_Task to carry out_
Output only how many lines below contain "replicator".

■ ■ ■ ■ ■ ■ ■

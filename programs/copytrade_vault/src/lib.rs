use anchor_lang::prelude::*;

pub mod constants;
pub mod errors;
pub mod events;
pub mod instructions;
pub mod math;
pub mod replicator;
pub mod round;
pub mod state;

pub use constants::*;
pub use instructions::*;
pub use replicator::{AdapterOperation, AdapterResponse};
pub use state::*;

declare_id!("CTvau1tRep1icaXAu5HqF8v9oVZGq3kBfVh8hPdmQm2B");

#[program]
pub mod copytrade_vault {
    use super::*;

    // Admin

    pub fn initialize_global_config(ctx: Context<InitializeGlobalConfig>) -> Result<()> {
        instructions::admin::handle_initialize_global_config(ctx)
    }

    pub fn set_admin(ctx: Context<AdminGlobalConfig>, new_admin: Pubkey) -> Result<()> {
        instructions::admin::handle_set_admin(ctx, new_admin)
    }

    pub fn set_performance_fee(ctx: Context<AdminGlobalConfig>, fee_bps: u16) -> Result<()> {
        instructions::admin::handle_set_performance_fee(ctx, fee_bps)
    }

    pub fn initialize_adapters_registry(ctx: Context<InitializeAdaptersRegistry>) -> Result<()> {
        instructions::admin::handle_initialize_adapters_registry(ctx)
    }

    pub fn register_adapter(ctx: Context<ManageAdapters>, protocol_id: u8, program: Pubkey) -> Result<()> {
        instructions::admin::handle_register_adapter(ctx, protocol_id, program)
    }

    pub fn set_adapter_allowed(ctx: Context<ManageAdapters>, protocol_id: u8, allowed: bool) -> Result<()> {
        instructions::admin::handle_set_adapter_allowed(ctx, protocol_id, allowed)
    }

    pub fn set_allowance(ctx: Context<SetAllowance>, role: Role, address: Pubkey, allowed: bool) -> Result<()> {
        instructions::admin::handle_set_allowance(ctx, role, address, allowed)
    }

    // Trader wallet

    pub fn initialize_trader_wallet(ctx: Context<InitializeTraderWallet>) -> Result<()> {
        instructions::wallet::handle_initialize_trader_wallet(ctx)
    }

    pub fn initialize_users_vault(ctx: Context<InitializeUsersVault>) -> Result<()> {
        instructions::wallet::handle_initialize_users_vault(ctx)
    }

    pub fn set_trader(ctx: Context<SetTrader>, new_trader: Pubkey) -> Result<()> {
        instructions::wallet::handle_set_trader(ctx, new_trader)
    }

    pub fn add_adapter_to_use(ctx: Context<ManageWalletAdapters>, protocol_id: u8) -> Result<()> {
        instructions::wallet::handle_add_adapter_to_use(ctx, protocol_id)
    }

    pub fn remove_adapter_to_use(ctx: Context<ManageWalletAdapters>, protocol_id: u8) -> Result<()> {
        instructions::wallet::handle_remove_adapter_to_use(ctx, protocol_id)
    }

    pub fn trader_deposit(ctx: Context<TraderDeposit>, amount: u64) -> Result<()> {
        instructions::wallet::handle_trader_deposit(ctx, amount)
    }

    pub fn trader_withdraw_request(ctx: Context<TraderWithdrawRequest>, amount: u64) -> Result<()> {
        instructions::wallet::handle_trader_withdraw_request(ctx, amount)
    }

    pub fn execute_on_protocol<'info>(
        ctx: Context<'_, '_, 'info, 'info, ExecuteOnProtocol<'info>>,
        protocol_id: u8,
        operation: AdapterOperation,
        replicate: bool,
        trader_accounts_len: u8,
    ) -> Result<()> {
        instructions::execute::handle_execute_on_protocol(
            ctx,
            protocol_id,
            operation,
            replicate,
            trader_accounts_len,
        )
    }

    pub fn rollover(ctx: Context<Rollover>) -> Result<()> {
        instructions::wallet::handle_rollover(ctx)
    }

    // Users vault

    pub fn user_deposit(ctx: Context<UserDeposit>, amount: u64) -> Result<()> {
        instructions::vault::handle_user_deposit(ctx, amount)
    }

    pub fn preview_shares(ctx: Context<PreviewPosition>) -> Result<u64> {
        instructions::vault::handle_preview_shares(ctx)
    }

    pub fn claim_shares(ctx: Context<ClaimShares>, amount: u64) -> Result<()> {
        instructions::vault::handle_claim_shares(ctx, amount)
    }

    pub fn withdraw_request(ctx: Context<WithdrawRequest>, shares: u64) -> Result<()> {
        instructions::vault::handle_withdraw_request(ctx, shares)
    }

    pub fn preview_assets(ctx: Context<PreviewPosition>) -> Result<u64> {
        instructions::vault::handle_preview_assets(ctx)
    }

    pub fn claim_assets(ctx: Context<ClaimAssets>, amount: u64) -> Result<()> {
        instructions::vault::handle_claim_assets(ctx, amount)
    }
}
pub mod adapters_registry;
pub mod allow_list;
pub mod depositor;
pub mod global_config;
pub mod round_price;
pub mod trader_wallet;
pub mod users_vault;

pub use adapters_registry::*;
pub use allow_list::*;
pub use depositor::*;
pub use global_config::*;
pub use round_price::*;
pub use trader_wallet::*;
pub use users_vault::*;
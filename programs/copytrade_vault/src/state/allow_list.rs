use anchor_lang::prelude::*;

use crate::constants::ALLOW_LIST_SEED;

#[derive(AnchorSerialize, AnchorDeserialize, Clone, Copy, Debug, PartialEq, Eq)]
pub enum Role {
    Trader,
    Investor,
}

/// One allow-list decision for a principal, PDA of `[ALLOW_LIST_SEED, role, address]`.
#[account]
pub struct AllowListEntry {
    pub role: Role,
    pub address: Pubkey,
    pub allowed: bool,
    pub bump: u8,
}

impl AllowListEntry {
    // 8 discriminator + 1 role + 32 address + 1 allowed + 1 bump
    pub const SPACE: usize = 8 + 1 + 32 + 1 + 1;

    pub fn address_for(role: Role, address: &Pubkey) -> Pubkey {
        Pubkey::find_program_address(
            &[ALLOW_LIST_SEED, &[role as u8], address.as_ref()],
            &crate::ID,
        )
        .0
    }

    /// True when `info` is the program-owned allow-list PDA for `(role, address)` and it is set.
    /// A missing or foreign account counts as not allowed.
    pub fn is_allowed(info: &AccountInfo, role: Role, address: &Pubkey) -> bool {
        if info.key() != Self::address_for(role, address) || info.owner != &crate::ID {
            return false;
        }
        let Ok(data) = info.try_borrow_data() else {
            return false;
        };
        let mut slice: &[u8] = &data;
        match AllowListEntry::try_deserialize(&mut slice) {
            Ok(entry) => entry.role == role && entry.address == *address && entry.allowed,
            Err(_) => false,
        }
    }
}
use anchor_lang::prelude::*;

use crate::constants::*;
use crate::errors::ErrorCode;
use crate::events::*;
use crate::state::*;

pub fn handle_initialize_global_config(ctx: Context<InitializeGlobalConfig>) -> Result<()> {
    let config = &mut ctx.accounts.global_config;
    config.admin = ctx.accounts.admin.key();
    config.performance_fee_bps = 0;
    config.bump = ctx.bumps.global_config;
    msg!("Global Config initialized. Admin: {}", config.admin);
    Ok(())
}

pub fn handle_set_admin(ctx: Context<AdminGlobalConfig>, new_admin: Pubkey) -> Result<()> {
    require!(new_admin != Pubkey::default(), ErrorCode::ZeroAddress);
    let config = &mut ctx.accounts.global_config;
    let previous = config.admin;
    config.admin = new_admin;
    msg!("Admin changed from {} to {}", previous, new_admin);

    emit!(AdminChanged {
        previous,
        admin: new_admin,
    });
    Ok(())
}

pub fn handle_set_performance_fee(ctx: Context<AdminGlobalConfig>, fee_bps: u16) -> Result<()> {
    let config = &mut ctx.accounts.global_config;
    let previous_bps = config.performance_fee_bps;
    config.set_performance_fee(fee_bps)?;
    msg!("Performance fee set to {} bps", fee_bps);

    emit!(PerformanceFeeUpdated {
        previous_bps,
        fee_bps,
    });
    Ok(())
}

pub fn handle_initialize_adapters_registry(ctx: Context<InitializeAdaptersRegistry>) -> Result<()> {
    let registry = &mut ctx.accounts.adapters_registry;
    registry.bump = ctx.bumps.adapters_registry;
    registry.entries = Vec::new();
    msg!("Adapters registry initialized");
    Ok(())
}

pub fn handle_register_adapter(ctx: Context<ManageAdapters>, protocol_id: u8, program: Pubkey) -> Result<()> {
    ctx.accounts.adapters_registry.register(protocol_id, program)?;
    msg!("Registered adapter {} for protocol {}", program, protocol_id);

    emit!(AdapterRegistered {
        protocol_id,
        program,
        allowed: true,
    });
    Ok(())
}

pub fn handle_set_adapter_allowed(ctx: Context<ManageAdapters>, protocol_id: u8, allowed: bool) -> Result<()> {
    let program = ctx.accounts.adapters_registry.set_allowed(protocol_id, allowed)?;
    msg!("Protocol {} allowed: {}", protocol_id, allowed);

    emit!(AdapterRegistered {
        protocol_id,
        program,
        allowed,
    });
    Ok(())
}

pub fn handle_set_allowance(ctx: Context<SetAllowance>, role: Role, address: Pubkey, allowed: bool) -> Result<()> {
    require!(address != Pubkey::default(), ErrorCode::ZeroAddress);
    let entry = &mut ctx.accounts.allow_list_entry;
    entry.role = role;
    entry.address = address;
    entry.allowed = allowed;
    entry.bump = ctx.bumps.allow_list_entry;
    msg!("Allowance for {:?} {} set to {}", role, address, allowed);

    emit!(AllowanceUpdated {
        role,
        address,
        allowed,
    });
    Ok(())
}

#[derive(Accounts)]
pub struct InitializeGlobalConfig<'info> {
    #[account(
        init,
        payer = admin,
        space = GlobalConfig::SPACE,
        seeds = [GLOBAL_CONFIG_SEED],
        bump
    )]
    pub global_config: Account<'info, GlobalConfig>,
    #[account(mut)]
    pub admin: Signer<'info>,
    pub system_program: Program<'info, System>,
}

#[derive(Accounts)]
pub struct AdminGlobalConfig<'info> {
    #[account(
        mut,
        seeds = [GLOBAL_CONFIG_SEED],
        bump = global_config.bump,
        has_one = admin @ ErrorCode::Unauthorized
    )]
    pub global_config: Account<'info, GlobalConfig>,
    pub admin: Signer<'info>,
}

#[derive(Accounts)]
pub struct InitializeAdaptersRegistry<'info> {
    #[account(
        seeds = [GLOBAL_CONFIG_SEED],
        bump = global_config.bump,
        has_one = admin @ ErrorCode::Unauthorized
    )]
    pub global_config: Account<'info, GlobalConfig>,
    #[account(
        init,
        payer = admin,
        space = AdaptersRegistry::SPACE,
        seeds = [ADAPTERS_REGISTRY_SEED],
        bump
    )]
    pub adapters_registry: Account<'info, AdaptersRegistry>,
    #[account(mut)]
    pub admin: Signer<'info>,
    pub system_program: Program<'info, System>,
}

#[derive(Accounts)]
pub struct ManageAdapters<'info> {
    #[account(
        seeds = [GLOBAL_CONFIG_SEED],
        bump = global_config.bump,
        has_one = admin @ ErrorCode::Unauthorized
    )]
    pub global_config: Account<'info, GlobalConfig>,
    #[account(
        mut,
        seeds = [ADAPTERS_REGISTRY_SEED],
        bump = adapters_registry.bump
    )]
    pub adapters_registry: Account<'info, AdaptersRegistry>,
    pub admin: Signer<'info>,
}

#[derive(Accounts)]
#[instruction(role: Role, address: Pubkey)]
pub struct SetAllowance<'info> {
    #[account(
        seeds = [GLOBAL_CONFIG_SEED],
        bump = global_config.bump,
        has_one = admin @ ErrorCode::Unauthorized
    )]
    pub global_config: Account<'info, GlobalConfig>,
    #[account(
        init_if_needed,
        payer = admin,
        space = AllowListEntry::SPACE,
        seeds = [ALLOW_LIST_SEED, &[role as u8], address.as_ref()],
        bump
    )]
    pub allow_list_entry: Account<'info, AllowListEntry>,
    #[account(mut)]
    pub admin: Signer<'info>,
    pub system_program: Program<'info, System>,
}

■ ■ ■ ■ ■ ■ ■

_Result of the task_
2